If a little optimism strikes
Tomorrow probably won’t be another ‘reality’ day for me. Tomorrow I’ll indulge in some more magical thinking: Buddy and I doing our errands on foot, adding winter insulation to the windows, taking shorter showers, and eating less beef. I’ll be trying again to fool myself that I’m doing stuff that will slow global warming.
Perhaps I’ll again look for more powerful ways we can get our government to act, like supporting Biden’s Clean Electricity Performance Program (CEPP), $150 billions to bribe utilities to switch from coal and natural gas to wind, solar, hydropower and nuclear. That could swing a big stick at the causes of climate change.
Otherwise, I’ll concentrate on protective actions, shielding my family from its effects, rather than ineffective preventive actions. After all, protection is ClimateDog’s primary topic.

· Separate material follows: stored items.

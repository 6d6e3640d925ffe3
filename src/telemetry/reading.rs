use serde::{Deserialize, Serialize};

/// A decoded sensor snapshot: soil moisture, temperature and humidity at one
/// point in time.
///
/// Constructed fresh by the codec for every successfully parsed message and
/// immutable afterwards; a newer reading supersedes it in the store, it is
/// never mutated in place. All fields default to 0 so the bridge can answer
/// queries before the first message arrives.
#[derive(Debug, Clone, Copy, PartialEq, Default, Serialize, Deserialize)]
pub struct Reading {
    /// Soil moisture as reported by the sensor (unitless raw value)
    pub soil: f64,
    /// Temperature in degrees Celsius
    pub temperature: f64,
    /// Relative humidity in percent
    pub humidity: f64,
}

impl Reading {
    pub fn new(soil: f64, temperature: f64, humidity: f64) -> Self {
        Self {
            soil,
            temperature,
            humidity,
        }
    }
}
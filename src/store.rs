//! Latest-value store shared between the MQTT subscriber and the HTTP API.
//!
//! Holds exactly one [`Reading`] plus a version counter. The subscriber task is
//! the single writer; request handlers are concurrent readers. Both sides only
//! ever hold the lock long enough to copy three floats and a counter, so the
//! critical section is bounded and neither side can stall the other.

use tokio::sync::RwLock;
use tracing::trace;

use crate::telemetry::Reading;

#[derive(Debug, Clone, Copy, Default)]
struct Slot {
    reading: Reading,
    version: u64,
}

/// Concurrency-safe holder for the most recent reading.
///
/// Starts out with a zero-valued reading at version 0 so queries can be
/// answered before the first message arrives. Readers always observe a
/// consistent snapshot: either the reading from write N or from write N+1,
/// never a mix.
#[derive(Debug, Default)]
pub struct LatestStore {
    slot: RwLock<Slot>,
}

impl LatestStore {
    pub fn new() -> Self {
        Self::default()
    }

    /// Atomically replaces the stored reading and bumps the version counter.
    /// Returns the version assigned to this write.
    pub async fn write(&self, reading: Reading) -> u64 {
        let mut slot = self.slot.write().await;
        slot.reading = reading;
        slot.version += 1;
        trace!(version = slot.version, ?reading, "stored reading");
        slot.version
    }

    /// Returns a consistent snapshot of the latest reading and its version.
    pub async fn read(&self) -> (Reading, u64) {
        let slot = self.slot.read().await;
        (slot.reading, slot.version)
    }
}
//! # Telemetry Module
//!
//! Defines the sensor data model and the codec that turns raw MQTT payloads
//! into validated readings.
//!
//! ## Why This Module Exists
//!
//! Payloads arrive from the network and have to be treated as untrusted input:
//! they may be truncated, hand-typed by someone testing with `mosquitto_pub`,
//! or simply garbage. The codec is the single place where bytes become a
//! [`Reading`], so every consumer downstream (the store, the HTTP API) can rely
//! on a fully populated, well-typed value and never has to re-validate.
//!
//! ## Module Architecture
//!
//! ```text
//! telemetry/
//! ├── reading.rs - The decoded sensor snapshot
//! └── codec.rs   - Strict JSON decoding with per-field validation
//! ```
//!
//! ## Error Handling Strategy
//!
//! Decoding is pure and infallible in the sense that a bad payload produces a
//! [`codec::DecodeError`] value, never a panic. Callers drop the message and
//! keep the subscription alive.

pub mod codec;
pub mod reading;

pub use codec::{decode, DecodeError};
pub use reading::Reading;
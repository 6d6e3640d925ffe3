//! # MQTT Subscription Module
//!
//! Maintains the bridge's single broker connection and feeds decoded readings
//! into the latest-value store.
//!
//! ## Why This Module Exists
//!
//! The dashboard never talks to the broker directly; this module is the only
//! component with a network-facing subscription. It owns the full connection
//! lifecycle so the rest of the process can stay oblivious to broker outages:
//! as long as the process is up, the store always has a last-known-good reading
//! to serve.
//!
//! ## Module Architecture
//!
//! ```text
//! mqtt/
//! ├── config.rs     - Connection parameters
//! └── subscriber.rs - Connection state machine and message pump
//! ```
//!
//! ## Robust Connection Management
//!
//! The connection lifecycle is modeled as an explicit state machine
//! (Disconnected → Connecting → Connected → Subscribed). Any transport failure
//! tears the machine down to Disconnected and the driver loop rebuilds it after
//! an exponential backoff, so a flapping broker is never hammered and never
//! takes the process down with it. A malformed message is logged and dropped
//! without touching the connection.

pub mod config;
pub mod subscriber;

pub use config::MqttConfig;
pub use subscriber::run_subscription;
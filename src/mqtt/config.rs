/// Connection parameters for the subscription client.
#[derive(Debug, Clone, PartialEq, Eq)]
pub struct MqttConfig {
    pub broker_host: String,
    pub broker_port: u16,
    pub topic: String,
    pub client_id: String,
}
pub mod api;
pub mod config;
pub mod mqtt;
pub mod store;
pub mod telemetry;

use std::sync::Arc;

use color_eyre::Result;
use tracing::{info, Level};
use tracing_subscriber::FmtSubscriber;

use crate::config::BridgeConfig;
use crate::store::LatestStore;

#[tokio::main]
async fn main() -> Result<()> {
    setup()?;

    let config = BridgeConfig::load()?;
    info!(
        "Starting plantbridge: broker {}:{}, topic `{}`, listening on port {}",
        config.broker_host, config.broker_port, config.topic, config.listen_port
    );

    // The store is the only state shared between the two halves of the bridge.
    let store = Arc::new(LatestStore::new());

    let mqtt_config = config.mqtt();
    let subscriber_store = store.clone();
    let _subscription = tokio::spawn(async move {
        mqtt::run_subscription(mqtt_config, subscriber_store).await;
    });

    api::serve(config.listen_port, store).await?;

    info!("Shutdown complete");
    Ok(())
}

fn setup() -> Result<()> {
    if std::env::var("RUST_LIB_BACKTRACE").is_err() {
        std::env::set_var("RUST_LIB_BACKTRACE", "0")
    }
    color_eyre::install()?;
    if std::env::var("RUST_LOG").is_err() {
        std::env::set_var("RUST_LOG", "info")
    }
    setup_logging_env();
    Ok(())
}

fn setup_logging_env() {
    FmtSubscriber::builder()
        .with_max_level(Level::INFO)
        .with_target(false)
        .with_thread_ids(true)
        .with_file(true)
        .with_line_number(true)
        .pretty()
        .init();
}
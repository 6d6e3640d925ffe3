//! Strict JSON decoding of telemetry payloads.
//!
//! The payload is parsed with `serde_json`, never evaluated or interpreted in
//! any other way. A field that is absent falls back to 0; a field that is
//! present but not a number is a hard error naming the field, so a publisher
//! bug shows up in the logs instead of silently zeroing a sensor.

use serde_json::Value;

use super::reading::Reading;

/// Errors produced while decoding a single payload.
///
/// All variants are recovered locally: the message is dropped and the
/// subscription stays up.
#[derive(Debug, Clone, PartialEq, Eq, thiserror::Error)]
pub enum DecodeError {
    /// The payload is not a valid JSON object
    #[error("malformed payload: {0}")]
    Malformed(String),

    /// A known field is present but not a number
    #[error("field `{field}` has wrong type: expected number, found {found}")]
    TypeMismatch {
        field: &'static str,
        found: &'static str,
    },
}

/// Decodes a raw payload into a [`Reading`].
///
/// Missing fields default to 0. Pure function, no side effects.
pub fn decode(payload: &[u8]) -> Result<Reading, DecodeError> {
    let value: Value =
        serde_json::from_slice(payload).map_err(|e| DecodeError::Malformed(e.to_string()))?;

    let object = value
        .as_object()
        .ok_or_else(|| DecodeError::Malformed(format!("expected object, got {}", kind(&value))))?;

    Ok(Reading {
        soil: numeric_field(object, "soil")?,
        temperature: numeric_field(object, "temperature")?,
        humidity: numeric_field(object, "humidity")?,
    })
}

// Extract an optional numeric field, defaulting to 0 when absent.
fn numeric_field(
    object: &serde_json::Map<String, Value>,
    field: &'static str,
) -> Result<f64, DecodeError> {
    match object.get(field) {
        None => Ok(0.0),
        Some(Value::Number(n)) => exact_f64(n).ok_or(DecodeError::TypeMismatch {
            field,
            found: "number out of range",
        }),
        Some(other) => Err(DecodeError::TypeMismatch {
            field,
            found: kind(other),
        }),
    }
}

// Integers whose value changes when converted to f64 are rejected rather than
// stored with silently rounded values.
fn exact_f64(n: &serde_json::Number) -> Option<f64> {
    if let Some(u) = n.as_u64() {
        let f = u as f64;
        return (f as i128 == i128::from(u)).then_some(f);
    }
    if let Some(i) = n.as_i64() {
        let f = i as f64;
        return (f as i128 == i128::from(i)).then_some(f);
    }
    n.as_f64()
}

fn kind(value: &Value) -> &'static str {
    match value {
        Value::Null => "null",
        Value::Bool(_) => "boolean",
        Value::Number(_) => "number",
        Value::String(_) => "string",
        Value::Array(_) => "array",
        Value::Object(_) => "object",
    }
}

#[cfg(test)]
mod tests {
    use super::*;

    #[test]
    fn full_payload_decodes_to_given_values() {
        let reading = decode(br#"{"soil": 42, "temperature": 21.5, "humidity": 60}"#).unwrap();
        assert_eq!(reading, Reading::new(42.0, 21.5, 60.0));
    }

    #[test]
    fn missing_fields_default_to_zero() {
        let reading = decode(br#"{"soil": 10}"#).unwrap();
        assert_eq!(reading, Reading::new(10.0, 0.0, 0.0));

        let reading = decode(b"{}").unwrap();
        assert_eq!(reading, Reading::default());
    }

    #[test]
    fn unknown_fields_are_ignored() {
        let reading = decode(br#"{"soil": 1, "battery": 88}"#).unwrap();
        assert_eq!(reading, Reading::new(1.0, 0.0, 0.0));
    }

    #[test]
    fn invalid_json_is_malformed() {
        assert!(matches!(
            decode(b"not json at all"),
            Err(DecodeError::Malformed(_))
        ));
        assert!(matches!(decode(b""), Err(DecodeError::Malformed(_))));
        assert!(matches!(
            decode(br#"{"soil": 1"#),
            Err(DecodeError::Malformed(_))
        ));
    }

    #[test]
    fn non_object_json_is_malformed() {
        assert!(matches!(decode(b"[1, 2, 3]"), Err(DecodeError::Malformed(_))));
        assert!(matches!(decode(b"42"), Err(DecodeError::Malformed(_))));
    }

    #[test]
    fn wrong_type_names_the_field() {
        let err = decode(br#"{"temperature": "warm"}"#).unwrap_err();
        assert_eq!(
            err,
            DecodeError::TypeMismatch {
                field: "temperature",
                found: "string"
            }
        );

        let err = decode(br#"{"humidity": null}"#).unwrap_err();
        assert_eq!(
            err,
            DecodeError::TypeMismatch {
                field: "humidity",
                found: "null"
            }
        );
    }

    #[test]
    fn oversized_integers_are_rejected_not_rounded() {
        // 2^53 + 1 has no exact f64 representation
        let err = decode(br#"{"soil": 9007199254740993}"#).unwrap_err();
        assert_eq!(
            err,
            DecodeError::TypeMismatch {
                field: "soil",
                found: "number out of range"
            }
        );

        let err = decode(br#"{"temperature": -9007199254740993}"#).unwrap_err();
        assert_eq!(
            err,
            DecodeError::TypeMismatch {
                field: "temperature",
                found: "number out of range"
            }
        );

        // u64::MAX rounds up to 2^64 as f64
        let err = decode(br#"{"humidity": 18446744073709551615}"#).unwrap_err();
        assert_eq!(
            err,
            DecodeError::TypeMismatch {
                field: "humidity",
                found: "number out of range"
            }
        );
    }

    #[test]
    fn exactly_representable_large_integers_decode() {
        // 2^53 itself is exact
        let reading = decode(br#"{"soil": 9007199254740992}"#).unwrap();
        assert_eq!(reading.soil, 9007199254740992.0);

        let reading = decode(br#"{"soil": -9007199254740992}"#).unwrap();
        assert_eq!(reading.soil, -9007199254740992.0);
    }

    #[test]
    fn invalid_utf8_is_malformed() {
        assert!(matches!(
            decode(&[0xff, 0xfe, 0x7b]),
            Err(DecodeError::Malformed(_))
        ));
    }
}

If you have pessimism - or optimism - about the fight against climate change, please let me have your thoughts in the Comments below.
LEARN, THINK, ACT
Americans support the CEPP overwhelmingly, but Congress has rejected the program, and Progressives are searching for ways to move some of its provisions into other legislation. We can join organized national protests on this issue, like actions by the Sunrise Movement or walk the halls of the National Capitol and other legislatures with Citizens Climate Lobby.
Whatever political action we take - protests, letters to the editor, letters to our politicians - lean toward influencing federal actions - and electing people to Congress who support strong climate action. Federal actions are the only lever we have that can actually reduce emissions; family actions, local initiatives, even changes at the state level are nice, but . . . have pitifully little effect.

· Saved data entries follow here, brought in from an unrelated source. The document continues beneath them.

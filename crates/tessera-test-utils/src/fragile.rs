//! Element type whose construction can be made to panic.

use std::cell::Cell;

use crate::probe::Probe;

thread_local! {
    static BUDGET: Cell<Option<usize>> = const { Cell::new(None) };
}

/// Allow `remaining` more clones or defaults on this thread, then panic on
/// the next one.
///
/// The budget disarms itself when it fires, so cleanup after the panic
/// runs normally.
pub fn arm(remaining: usize) {
    BUDGET.with(|b| b.set(Some(remaining)));
}

/// Remove any armed budget on this thread.
pub fn disarm() {
    BUDGET.with(|b| b.set(None));
}

/// Whether a budget is currently armed on this thread.
pub fn is_armed() -> bool {
    BUDGET.with(|b| b.get().is_some())
}

fn spend(what: &str) {
    BUDGET.with(|b| match b.get() {
        None => {}
        Some(0) => {
            b.set(None);
            panic!("fragile {what} budget exhausted");
        }
        Some(n) => b.set(Some(n - 1)),
    });
}

/// A [`Probe`] whose `Clone` and `Default` panic when the armed budget is
/// exhausted.
///
/// Drops are never fallible, so a panicking operation can still be
/// checked for leaks through [`probe::stats`](crate::probe::stats).
#[derive(Debug, PartialEq, Eq, PartialOrd, Ord, Hash)]
pub struct Fragile {
    probe: Probe,
}

impl Fragile {
    pub fn new(value: i64) -> Self {
        Self {
            probe: Probe::new(value),
        }
    }

    pub fn value(&self) -> i64 {
        self.probe.value()
    }
}

impl Default for Fragile {
    fn default() -> Self {
        spend("default");
        Self {
            probe: Probe::default(),
        }
    }
}

impl Clone for Fragile {
    fn clone(&self) -> Self {
        spend("clone");
        Self {
            probe: self.probe.clone(),
        }
    }

    fn clone_from(&mut self, source: &Self) {
        spend("clone_from");
        self.probe.clone_from(&source.probe);
    }
}

#[cfg(test)]
mod tests {
    use super::*;
    use std::panic::{self, AssertUnwindSafe};

    #[test]
    fn unarmed_never_panics() {
        disarm();
        let a = Fragile::new(3);
        let b = a.clone();
        assert_eq!(b.value(), 3);
        assert_eq!(Fragile::default().value(), 0);
    }

    #[test]
    fn fires_after_budget_and_disarms() {
        disarm();
        let a = Fragile::new(1);
        arm(2);
        let _b = a.clone();
        let _c = a.clone();
        let result = panic::catch_unwind(AssertUnwindSafe(|| a.clone()));
        assert!(result.is_err());
        assert!(!is_armed());
        let _d = a.clone();
    }
}
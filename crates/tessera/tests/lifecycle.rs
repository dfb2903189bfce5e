//! Integration test: every element the vector constructs is dropped
//! exactly once, across every operation that creates, moves or destroys
//! elements.

use tessera::Vector;
use tessera_test_utils::probe::{self, ProbeStats};
use tessera_test_utils::Probe;

fn probes(values: &[i64]) -> Vector<Probe> {
    values.iter().map(|&v| Probe::new(v)).collect()
}

fn values(v: &Vector<Probe>) -> Vec<i64> {
    v.iter().map(Probe::value).collect()
}

#[test]
fn push_and_drop_balance() {
    probe::reset();
    {
        let mut v = Vector::new();
        for i in 0..100 {
            v.push(Probe::new(i));
        }
        assert_eq!(probe::stats().live(), 100);
    }
    let s = probe::stats();
    assert_eq!(s.created, 100);
    assert_eq!(s.drops, 100);
}

#[test]
fn growth_relocates_without_cloning_or_dropping() {
    probe::reset();
    let mut v = Vector::new();
    for i in 0..33 {
        v.push(Probe::new(i));
    }
    v.reserve(1000);
    let s = probe::stats();
    assert_eq!(s.clones, 0);
    assert_eq!(s.drops, 0);
    drop(v);
    assert_eq!(probe::stats().live(), 0);
}

#[test]
fn with_len_default_constructs_each_slot() {
    probe::reset();
    let v = Vector::<Probe>::with_len(7);
    assert_eq!(probe::stats().defaults, 7);
    assert_eq!(values(&v), vec![0; 7]);
    drop(v);
    assert_eq!(probe::stats().live(), 0);
}

#[test]
fn resize_up_constructs_only_the_new_slots() {
    let mut v = probes(&[1, 2]);
    probe::reset();
    v.resize(5);
    assert_eq!(
        probe::stats(),
        ProbeStats {
            defaults: 3,
            ..ProbeStats::default()
        }
    );
    assert_eq!(values(&v), [1, 2, 0, 0, 0]);
}

#[test]
fn resize_down_destroys_exactly_the_surplus() {
    let mut v = probes(&[1, 2, 3, 4, 5, 6]);
    probe::reset();
    v.resize(2);
    assert_eq!(probe::stats().drops, 4);
    assert_eq!(probe::stats().defaults, 0);
    assert_eq!(values(&v), [1, 2]);
}

#[test]
fn pop_back_and_erase_drop_one_each() {
    let mut v = probes(&[1, 2, 3, 4]);
    probe::reset();
    v.pop_back();
    assert_eq!(probe::stats().drops, 1);
    v.erase(0);
    assert_eq!(probe::stats().drops, 2);
    assert_eq!(values(&v), [2, 3]);
}

#[test]
fn insert_moves_without_cloning() {
    let mut v = probes(&[1, 2, 3]);
    probe::reset();
    v.insert(1, Probe::new(42));
    let s = probe::stats();
    assert_eq!(s.created, 1);
    assert_eq!(s.clones, 0);
    assert_eq!(s.drops, 0);
    assert_eq!(values(&v), [1, 42, 2, 3]);
}

#[test]
fn clone_copies_each_element_once() {
    let v = probes(&[1, 2, 3]);
    probe::reset();
    let copy = v.clone();
    assert_eq!(probe::stats().clones, 3);
    assert_eq!(copy, v);
}

#[test]
fn clone_from_reuse_assigns_overlap_and_clones_tail() {
    let src = probes(&[1, 2, 3, 4]);
    let mut dst = probes(&[9, 9]);
    dst.reserve(4);
    probe::reset();
    dst.clone_from(&src);
    let s = probe::stats();
    assert_eq!(s.assigns, 2);
    assert_eq!(s.clones, 2);
    assert_eq!(s.drops, 0);
    assert_eq!(dst.capacity(), 4);
    assert_eq!(values(&dst), [1, 2, 3, 4]);
}

#[test]
fn clone_from_reuse_assigns_overlap_and_drops_surplus() {
    let src = probes(&[1, 2]);
    let mut dst = probes(&[7, 8, 9, 10, 11]);
    probe::reset();
    dst.clone_from(&src);
    let s = probe::stats();
    assert_eq!(s.assigns, 2);
    assert_eq!(s.clones, 0);
    assert_eq!(s.drops, 3);
    assert_eq!(values(&dst), [1, 2]);
}

#[test]
fn clone_from_reallocating_clones_everything_and_drops_old() {
    let src = probes(&[1, 2, 3]);
    let mut dst = probes(&[5]);
    probe::reset();
    dst.clone_from(&src);
    let s = probe::stats();
    assert_eq!(s.assigns, 0);
    assert_eq!(s.clones, 3);
    assert_eq!(s.drops, 1);
}

#[test]
fn take_and_swap_touch_no_elements() {
    let mut a = probes(&[1, 2, 3]);
    let mut b = probes(&[4]);
    probe::reset();
    a.swap(&mut b);
    let c = a.take();
    assert_eq!(probe::stats(), ProbeStats::default());
    assert!(a.is_empty());
    assert_eq!(values(&c), [4]);
    assert_eq!(values(&b), [1, 2, 3]);
}

#[test]
fn assign_drops_previous_contents_immediately() {
    let mut a = probes(&[1, 2, 3]);
    probe::reset();
    a.assign(probes(&[9]));
    assert_eq!(probe::stats().drops, 3);
    assert_eq!(values(&a), [9]);
}

#[test]
fn into_iter_partial_consumption_drops_the_rest() {
    probe::reset();
    let v = probes(&[1, 2, 3, 4, 5]);
    let firsts: Vec<Probe> = v.into_iter().take(2).collect();
    assert_eq!(probe::stats().live(), 2);
    drop(firsts);
    assert_eq!(probe::stats().live(), 0);
}

#[test]
fn shrink_to_fit_and_clear_balance() {
    probe::reset();
    let mut v = probes(&[1, 2, 3]);
    v.reserve(50);
    v.shrink_to_fit();
    assert_eq!(probe::stats().drops, 0);
    v.clear();
    assert_eq!(probe::stats().live(), 0);
    assert_eq!(v.capacity(), 3);
}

There are suggestions online for the most effective donations to fight climate change. You might start with theatlantic.com/newsletters/weekly-planet, then look for others.
. I think you and the people you quote are right—actions today are long past their sell-by date. And yet, one has to feel optimistic in many respects because now the whole world is talking about climate change. The COP26 conference got lots of play here in Australia complaining that Prime Minister Scott Morrison is not committing Australia hard enough to be on the international stage with respect to climate change. He still has too many friends in the coal and oil industries that he is pandering to, and the people are upset. But the conversation is good, it has not ever before been so intense over the whole world, There has to be good there somewhere. OK, there is bickering over achieving net zero emissions by 2030 or 2050, but at least there is a range of dates to work to. That has never happened before at least to the intensity that we saw this year. I think the naysayers are going to have to shut up and get on the band wagon to help turn our earth around.
In another respect, I think the governments that want to push through climate control initiatives should be speaking more loudly about how investments to combat climate change can create huge numbers of jobs, improve the overall economy, increase tax revenues so that the infrastructure and investments can pay for themselves. There is still too much arguing over “X is going to cost more than we can afford to pay”. They are looking only at the down side of costs and not looking at the whole picture of how such costs (investments!) can improve so many other things.
Right now we are in a carbon economy that is going to disappear someday. There has to be a paradigm shift to a new carbon-neutral economy that is rooted in renewable energy resources. I think the effort is there. On the internet every day you see all sorts of new products that are designed to combat climate change, or at least not add to the current carbon footprint. I think the country and the world will get there. The momentum to move in the right direction is increasing. We may have already reached the point of it being self-sustaining—people are going to continue to innovate our way out of the coming climate crisis.
Thanks for ClimateDog--Great Name! I look forward to more blog posts from you and Buddy.